## WORK REQUIRED
Here is a listing. Repeat it exactly and in its entirety.

## SOURCE DATA

'''

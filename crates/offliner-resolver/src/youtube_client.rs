//! Thin wrapper over the external media tool's metadata-probing mode
//! (`--dump-json`), used by the resolver to classify single items, list
//! playlist entries, and run free-text searches. Never downloads bytes —
//! that's the Download Engine's job.

use std::process::Stdio;

use serde::Deserialize;
use thiserror::Error;
use tokio::process::Command;

const YOUTUBE_TOOL_BINARY_ENV: &str = "OFFLINER_YT_DLP_BIN";
const DEFAULT_BINARY: &str = "yt-dlp";

#[derive(Debug, Error)]
pub enum YoutubeClientError {
    #[error("external media tool exited with an error: {0}")]
    ToolFailed(String),
    #[error("failed to spawn external media tool: {0}")]
    SpawnFailed(String),
    #[error("malformed metadata from external media tool: {0}")]
    MalformedOutput(String),
}

#[derive(Debug, Clone, Deserialize)]
pub struct FlatEntry {
    pub id: String,
    #[serde(default)]
    pub title: Option<String>,
    #[serde(default)]
    pub uploader: Option<String>,
    #[serde(default)]
    pub duration: Option<f64>,
    pub url: Option<String>,
    pub webpage_url: Option<String>,
}

impl FlatEntry {
    #[must_use]
    pub fn resolved_url(&self) -> Option<String> {
        self.webpage_url.clone().or_else(|| self.url.clone())
    }
}

/// Queries the external media tool's metadata mode; never writes to disk.
pub struct YoutubeToolClient {
    binary: String,
}

impl Default for YoutubeToolClient {
    fn default() -> Self {
        Self::new()
    }
}

impl YoutubeToolClient {
    #[must_use]
    pub fn new() -> Self {
        let binary =
            std::env::var(YOUTUBE_TOOL_BINARY_ENV).unwrap_or_else(|_| DEFAULT_BINARY.to_string());
        Self { binary }
    }

    /// List entries of a playlist/album URL without per-item probing
    /// (spec §4.3 "use a flat extractor to list item URLs").
    pub async fn list_flat(&self, url: &str) -> Result<Vec<FlatEntry>, YoutubeClientError> {
        self.dump_json(&["--flat-playlist", "--no-warnings", url])
            .await
    }

    /// Probe a single URL for its canonical metadata (id, title, uploader,
    /// duration), without downloading.
    pub async fn probe_single(&self, url: &str) -> Result<FlatEntry, YoutubeClientError> {
        let entries = self
            .dump_json(&["--no-warnings", "--no-playlist", url])
            .await?;
        entries.into_iter().next().ok_or_else(|| {
            YoutubeClientError::MalformedOutput("no metadata returned for single item".to_string())
        })
    }

    /// Free-text search against the general video catalog (platform A),
    /// returning up to `limit` candidates.
    pub async fn search(
        &self,
        query: &str,
        limit: usize,
    ) -> Result<Vec<FlatEntry>, YoutubeClientError> {
        self.search_with_prefix("ytsearch", query, limit).await
    }

    /// Free-text search against the music-specialized catalog (platform C),
    /// used when `prefer_alternate_source` narrows an audio search.
    pub async fn search_music(
        &self,
        query: &str,
        limit: usize,
    ) -> Result<Vec<FlatEntry>, YoutubeClientError> {
        self.search_with_prefix("ytmsearch", query, limit).await
    }

    async fn search_with_prefix(
        &self,
        prefix: &str,
        query: &str,
        limit: usize,
    ) -> Result<Vec<FlatEntry>, YoutubeClientError> {
        let search_spec = format!("{prefix}{limit}:{query}");
        self.dump_json(&["--flat-playlist", "--no-warnings", &search_spec])
            .await
    }

    async fn dump_json(&self, extra_args: &[&str]) -> Result<Vec<FlatEntry>, YoutubeClientError> {
        let output = Command::new(&self.binary)
            .arg("--dump-json")
            .args(extra_args)
            .stdin(Stdio::null())
            .stdout(Stdio::piped())
            .stderr(Stdio::piped())
            .output()
            .await
            .map_err(|e| YoutubeClientError::SpawnFailed(e.to_string()))?;

        if !output.status.success() {
            let stderr = String::from_utf8_lossy(&output.stderr);
            return Err(YoutubeClientError::ToolFailed(stderr.trim().to_string()));
        }

        let stdout = String::from_utf8_lossy(&output.stdout);
        stdout
            .lines()
            .filter(|line| !line.trim().is_empty())
            .map(|line| {
                serde_json::from_str(line)
                    .map_err(|e| YoutubeClientError::MalformedOutput(e.to_string()))
            })
            .collect()
    }
}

'''

## ANSWER BOX
filename crates/offliner-resolver/src/youtube_client.rs
//! Thin wrapper over the external media tool's metadata-probing mode
//! (`--dump-json`), used by the resolver to classify single items, list
//! playlist entries, and run free-text searches. Never downloads bytes —
//! that's the Download Engine's job.

use std::process::Stdio;

use serde::Deserialize;
use thiserror::Error;
use tokio::process::Command;

const YOUTUBE_TOOL_BINARY_ENV: &str = "OFFLINER_YT_DLP_BIN";
const DEFAULT_BINARY: &str = "yt-dlp";

#[derive(Debug, Error)]
pub enum YoutubeClientError {
    #[error("external media tool exited with an error: {0}")]
    ToolFailed(String),
    #[error("failed to spawn external media tool: {0}")]
    SpawnFailed(String),
    #[error("malformed metadata from external media tool: {0}")]
    MalformedOutput(String),
}

#[derive(Debug, Clone, Deserialize)]
pub struct FlatEntry {
    pub id: String,
    #[serde(default)]
    pub title: Option<String>,
    #[serde(default)]
    pub uploader: Option<String>,
    #[serde(default)]
    pub duration: Option<f64>,
    pub url: Option<String>,
    pub webpage_url: Option<String>,
}

impl FlatEntry {
    #[must_use]
    pub fn resolved_url(&self) -> Option<String> {
        self.webpage_url.clone().or_else(|| self.url.clone())
    }
}

/// Queries the external media tool's metadata mode; never writes to disk.
pub struct YoutubeToolClient {
    binary: String,
}

impl Default for YoutubeToolClient {
    fn default() -> Self {
        Self::new()
    }
}

impl YoutubeToolClient {
    #[must_use]
    pub fn new() -> Self {
        let binary =
            std::env::var(YOUTUBE_TOOL_BINARY_ENV).unwrap_or_else(|_| DEFAULT_BINARY.to_string());
        Self { binary }
    }

    /// List entries of a playlist/album URL without per-item probing
    /// (spec §4.3 "use a flat extractor to list item URLs").
    pub async fn list_flat(&self, url: &str) -> Result<Vec<FlatEntry>, YoutubeClientError> {
        self.dump_json(&["--flat-playlist", "--no-warnings", url])
            .await
    }

    /// Probe a single URL for its canonical metadata (id, title, uploader,
    /// duration), without downloading.
    pub async fn probe_single(&self, url: &str) -> Result<FlatEntry, YoutubeClientError> {
        let entries = self
            .dump_json(&["--no-warnings", "--no-playlist", url])
            .await?;
        entries.into_iter().next().ok_or_else(|| {
            YoutubeClientError::MalformedOutput("no metadata returned for single item".to_string())
        })
    }

    /// Free-text search against the general video catalog (platform A),
    /// returning up to `limit` candidates.
    pub async fn search(
        &self,
        query: &str,
        limit: usize,
    ) -> Result<Vec<FlatEntry>, YoutubeClientError> {
        self.search_with_prefix("ytsearch", query, limit).await
    }

    /// Free-text search against the music-specialized catalog (platform C),
    /// used when `prefer_alternate_source` narrows an audio search.
    pub async fn search_music(
        &self,
        query: &str,
        limit: usize,
    ) -> Result<Vec<FlatEntry>, YoutubeClientError> {
        self.search_with_prefix("ytmsearch", query, limit).await
    }

    async fn search_with_prefix(
        &self,
        prefix: &str,
        query: &str,
        limit: usize,
    ) -> Result<Vec<FlatEntry>, YoutubeClientError> {
        let search_spec = format!("{prefix}{limit}:{query}");
        self.dump_json(&["--flat-playlist", "--no-warnings", &search_spec])
            .await
    }

    async fn dump_json(&self, extra_args: &[&str]) -> Result<Vec<FlatEntry>, YoutubeClientError> {
        let output = Command::new(&self.binary)
            .arg("--dump-json")
            .args(extra_args)
            .stdin(Stdio::null())
            .stdout(Stdio::piped())
            .stderr(Stdio::piped())
            .output()
            .await
            .map_err(|e| YoutubeClientError::SpawnFailed(e.to_string()))?;

        if !output.status.success() {
            let stderr = String::from_utf8_lossy(&output.stderr);
            return Err(YoutubeClientError::ToolFailed(stderr.trim().to_string()));
        }

        let stdout = String::from_utf8_lossy(&output.stdout);
        stdout
            .lines()
            .filter(|line| !line.trim().is_empty())
            .map(|line| {
                serde_json::from_str(line)
                    .map_err(|e| YoutubeClientError::MalformedOutput(e.to_string()))
            })
            .collect()
    }
}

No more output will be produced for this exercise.